Christianity Today author misleads on Uganda

In a web only piece on Christianity Today, Timothy Shah wants readers to believe that the Anti-Homosexuality Bill is “a legislative stunt” which has generated conspiracy theories about maltreatment of gays in Uganda. He writes:

Uganda has attracted human rights activism because of a single legislative stunt by a single low-level politician named David Bahati, a member of the country’s authoritarian ruling party and an Anglican. In 2009, Bahati proposed an anti-homosexuality bill so draconian that it would make “serial” homosexual practice a capital crime and punish pro-gay advocacy with a seven-year jail sentence.

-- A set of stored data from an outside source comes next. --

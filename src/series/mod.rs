//! Series and legacy classification from declarative name-pattern rules.
//!
//! Rules are plain data (`data/series.toml` is embedded as the default) and
//! are compiled once into an immutable [`SeriesClassifier`]. Classification is
//! a pure function of `(model name, provider)`.
//!
//! # Example Rules
//!
//! ```toml
//! [[provider]]
//! id = "openai"
//! aliases = ["azure"]
//! legacy = ['^gpt-3\.5']
//!
//! [[provider.series]]
//! name = "gpt-4o"
//! pattern = '^gpt-4o'
//! ```

use std::{collections::HashMap, path::Path};

use regex::Regex;
use serde::Deserialize;

use crate::config::SeriesConfig;

/// The built-in rule table.
pub const BUILTIN_RULES: &str = include_str!("../../data/series.toml");

/// Label for models whose provider has rules but no pattern matched.
pub const OTHER_SERIES: &str = "other";

/// Label for models from a provider without rules.
pub const UNKNOWN_SERIES: &str = "unknown";

/// Bucket that gathers legacy models when all versions are shown.
pub const LEGACY_BUCKET: &str = "legacy";

/// Result of classifying a model name.
#[derive(Debug, Clone, Copy, PartialEq, Eq)]
pub enum Series<'a> {
    /// The first matching series for the provider.
    Named(&'a str),
    /// The provider has rules, none matched.
    Other,
    /// No rules exist for the provider.
    Unknown,
}

impl<'a> Series<'a> {
    pub fn as_str(&self) -> &'a str {
        match self {
            Series::Named(name) => name,
            Series::Other => OTHER_SERIES,
            Series::Unknown => UNKNOWN_SERIES,
        }
    }
}

#[derive(Debug, Deserialize)]
#[serde(deny_unknown_fields)]
struct RuleFile {
    #[serde(default, rename = "provider")]
    providers: Vec<ProviderRuleConfig>,
}

#[derive(Debug, Deserialize)]
#[serde(deny_unknown_fields)]
struct ProviderRuleConfig {
    id: String,
    #[serde(default)]
    aliases: Vec<String>,
    #[serde(default)]
    order: Vec<String>,
    #[serde(default)]
    legacy: Vec<String>,
    #[serde(default)]
    series: Vec<SeriesRuleConfig>,
}

#[derive(Debug, Deserialize)]
#[serde(deny_unknown_fields)]
struct SeriesRuleConfig {
    name: String,
    pattern: String,
}

/// Compiled rules for one provider.
#[derive(Debug)]
struct ProviderRules {
    series: Vec<(String, Regex)>,
    legacy: Vec<Regex>,
}

/// Immutable lookup structure built from the rule table.
#[derive(Debug)]
pub struct SeriesClassifier {
    providers: Vec<ProviderRules>,
    /// Lower-cased provider id or alias → index into `providers`.
    by_provider: HashMap<String, usize>,
    /// Declared bucket order across all providers.
    bucket_order: Vec<String>,
}

impl SeriesClassifier {
    /// Compile the embedded rule table.
    pub fn builtin() -> Result<Self, SeriesError> {
        Self::from_toml_str(BUILTIN_RULES)
    }

    /// Load the configured rule table, or the built-in one.
    pub fn load(config: &SeriesConfig) -> Result<Self, SeriesError> {
        match &config.rules_path {
            Some(path) => Self::from_file(path),
            None => Self::builtin(),
        }
    }

    pub fn from_file(path: impl AsRef<Path>) -> Result<Self, SeriesError> {
        let contents = std::fs::read_to_string(path.as_ref())
            .map_err(|e| SeriesError::Io(e, path.as_ref().to_path_buf()))?;
        Self::from_toml_str(&contents)
    }

    /// Parse and compile a TOML rule table.
    pub fn from_toml_str(contents: &str) -> Result<Self, SeriesError> {
        let file: RuleFile = toml::from_str(contents)?;

        let mut providers = Vec::with_capacity(file.providers.len());
        let mut by_provider = HashMap::new();
        let mut bucket_order: Vec<String> = Vec::new();

        for config in file.providers {
            let index = providers.len();
            for id in std::iter::once(&config.id).chain(&config.aliases) {
                if by_provider.insert(id.to_lowercase(), index).is_some() {
                    return Err(SeriesError::DuplicateProvider(id.clone()));
                }
            }

            let series = config
                .series
                .iter()
                .map(|rule| {
                    compile(&config.id, &rule.pattern).map(|regex| (rule.name.clone(), regex))
                })
                .collect::<Result<Vec<_>, _>>()?;
            let legacy = config
                .legacy
                .iter()
                .map(|pattern| compile(&config.id, pattern))
                .collect::<Result<Vec<_>, _>>()?;

            let declared: Vec<&str> = if config.order.is_empty() {
                series.iter().map(|(name, _)| name.as_str()).collect()
            } else {
                for name in &config.order {
                    if !series.iter().any(|(s, _)| s == name) {
                        return Err(SeriesError::UnknownOrderEntry {
                            provider: config.id.clone(),
                            series: name.clone(),
                        });
                    }
                }
                config.order.iter().map(String::as_str).collect()
            };
            for name in declared {
                if !bucket_order.iter().any(|b| b == name) {
                    bucket_order.push(name.to_string());
                }
            }

            providers.push(ProviderRules { series, legacy });
        }

        tracing::debug!(
            providers = providers.len(),
            buckets = bucket_order.len(),
            "Series rules compiled"
        );

        Ok(Self {
            providers,
            by_provider,
            bucket_order,
        })
    }

    fn rules_for(&self, provider: &str) -> Option<&ProviderRules> {
        self.by_provider
            .get(&provider.to_lowercase())
            .map(|&idx| &self.providers[idx])
    }

    /// Classify a model name. Keys (`provider/model`) are accepted too; only
    /// the part after the last `/` is matched.
    pub fn classify(&self, name: &str, provider: &str) -> Series<'_> {
        let Some(rules) = self.rules_for(provider) else {
            return Series::Unknown;
        };
        let bare = bare_model_name(name);
        rules
            .series
            .iter()
            .find(|(_, regex)| regex.is_match(bare))
            .map(|(label, _)| Series::Named(label.as_str()))
            .unwrap_or(Series::Other)
    }

    /// Whether the model is superseded according to its provider's rules.
    pub fn is_legacy(&self, name: &str, provider: &str) -> bool {
        let bare = bare_model_name(name);
        self.rules_for(provider)
            .is_some_and(|rules| rules.legacy.iter().any(|regex| regex.is_match(bare)))
    }

    /// Sort rank of a bucket label: declared series first in declared order,
    /// then `other`, `unknown`, and `legacy` last.
    pub fn bucket_rank(&self, label: &str) -> usize {
        if let Some(pos) = self.bucket_order.iter().position(|b| b == label) {
            return pos;
        }
        let tail = self.bucket_order.len();
        match label {
            OTHER_SERIES => tail,
            UNKNOWN_SERIES => tail + 1,
            LEGACY_BUCKET => tail + 2,
            _ => tail,
        }
    }

    /// Number of providers with rules (aliases not counted).
    #[cfg(test)]
    fn provider_count(&self) -> usize {
        self.providers.len()
    }
}

fn compile(provider: &str, pattern: &str) -> Result<Regex, SeriesError> {
    let with_flags = if pattern.starts_with("(?i)") {
        pattern.to_string()
    } else {
        format!("(?i){pattern}")
    };
    Regex::new(&with_flags).map_err(|source| SeriesError::Pattern {
        provider: provider.to_string(),
        pattern: pattern.to_string(),
        source,
    })
}

fn bare_model_name(name: &str) -> &str {
    name.rsplit('/').next().unwrap_or(name)
}

/// Rule table errors.
#[derive(Debug, thiserror::Error)]
pub enum SeriesError {
    #[error("Failed to read series rules {1}: {0}")]
    Io(std::io::Error, std::path::PathBuf),

    #[error("Failed to parse series rules: {0}")]
    Parse(#[from] toml::de::Error),

    #[error("Invalid series pattern '{pattern}' for provider '{provider}': {source}")]
    Pattern {
        provider: String,
        pattern: String,
        #[source]
        source: regex::Error,
    },

    #[error("Provider '{0}' is declared more than once")]
    DuplicateProvider(String),

    #[error("Provider '{provider}' orders undeclared series '{series}'")]
    UnknownOrderEntry { provider: String, series: String },
}
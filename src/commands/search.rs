use std::collections::HashSet;

use crate::{catalog::NormalizedModel, search::SearchIndex};

/// Union the matches of every query in order, first occurrence wins.
/// No queries at all means the whole catalog.
pub fn collect_candidates<'c>(
    index: &SearchIndex<'c>,
    queries: &[String],
) -> Vec<&'c NormalizedModel> {
    if queries.is_empty() {
        return index.search("").models;
    }

    let mut seen: HashSet<&str> = HashSet::new();
    let mut candidates = Vec::new();
    for query in queries {
        for model in index.search(query).models {
            if seen.insert(model.key.as_str()) {
                candidates.push(model);
            }
        }
    }
    candidates
}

At least Shah recognizes the actual intent of the Anti-Homosexuality Bill. However, I take issue with his assumption that human rights activists have been interested in Uganda solely because of the AHB. In 2008, then-darling of American evangelicals, Martin Ssempa, led a rally where he proclaimed that gays have no place in Uganda’s HIV/AIDS programs because homosexuality is a crime in Uganda. Due to such incidents, activists were monitoring human rights concerns. Then when the three Americans, led by Scott Lively, went into Kampala to lead a workshop and meet with Parliamentary leaders, the situation attracted the attention of many in the US, even before Bahati got permission from Parliament to offer his private member’s bill in April.

Shah, without source or evidence, dismisses Bahati and his bill as “a single legislative stunt by a single low-level politician.” On the contrary, David Bahati is the Caucus treasurer for the ruling party, ran unopposed in the recent election (his opponent dropped out citing fears for his safety) and used his clout to support other ruling party candidates.

The AHB is not a legislative stunt. Bahati and the millions of Ugandan supporters that signed petitions asking Parliament to pass it are quite serious in their desire to craft strong laws restricting freedom of speech and association with the aim of eliminating homosexuality.

Shah then develops a fact-challenged narrative that has the bill “stopped in its tracks” not because of international outcry but because everybody else in Uganda was repelled by it. He writes:

But the legislation has received widespread attention not primarily because of its draconian provisions, whose very harshness has repelled virtually all of Uganda’s major political and religious leaders—including the President, the Catholic Bishops Conference, and a parliamentary committee that recommended the bill be thrown out as unconstitutional, effectively stopping it in its tracks. Instead, a major reason for the attention focused on the bill is that many believe it is the fruit of American evangelical homophobia.

In fact, the major reason the bill attracted so much attention is clearly due to the harsh provisions offered in the name of Jesus. Christian opposition in the US and around the world was prompted by the fact that Ugandan supporters of the bill used Christian tenets as a basis for their support. Ugandan pastor Martin Ssempa told Christianity Today that Rick Warren was wrong to oppose the AHB. David Bahati told numerous media that he had many American supporters. Religious right darling Lou Engle went to Uganda and failed to condemn the bill while Ugandan supporters, including the Minister of Ethics Nsaba Buturo and prominent religious leader Julius Oyet used Engle’s event as a platform to support the bill.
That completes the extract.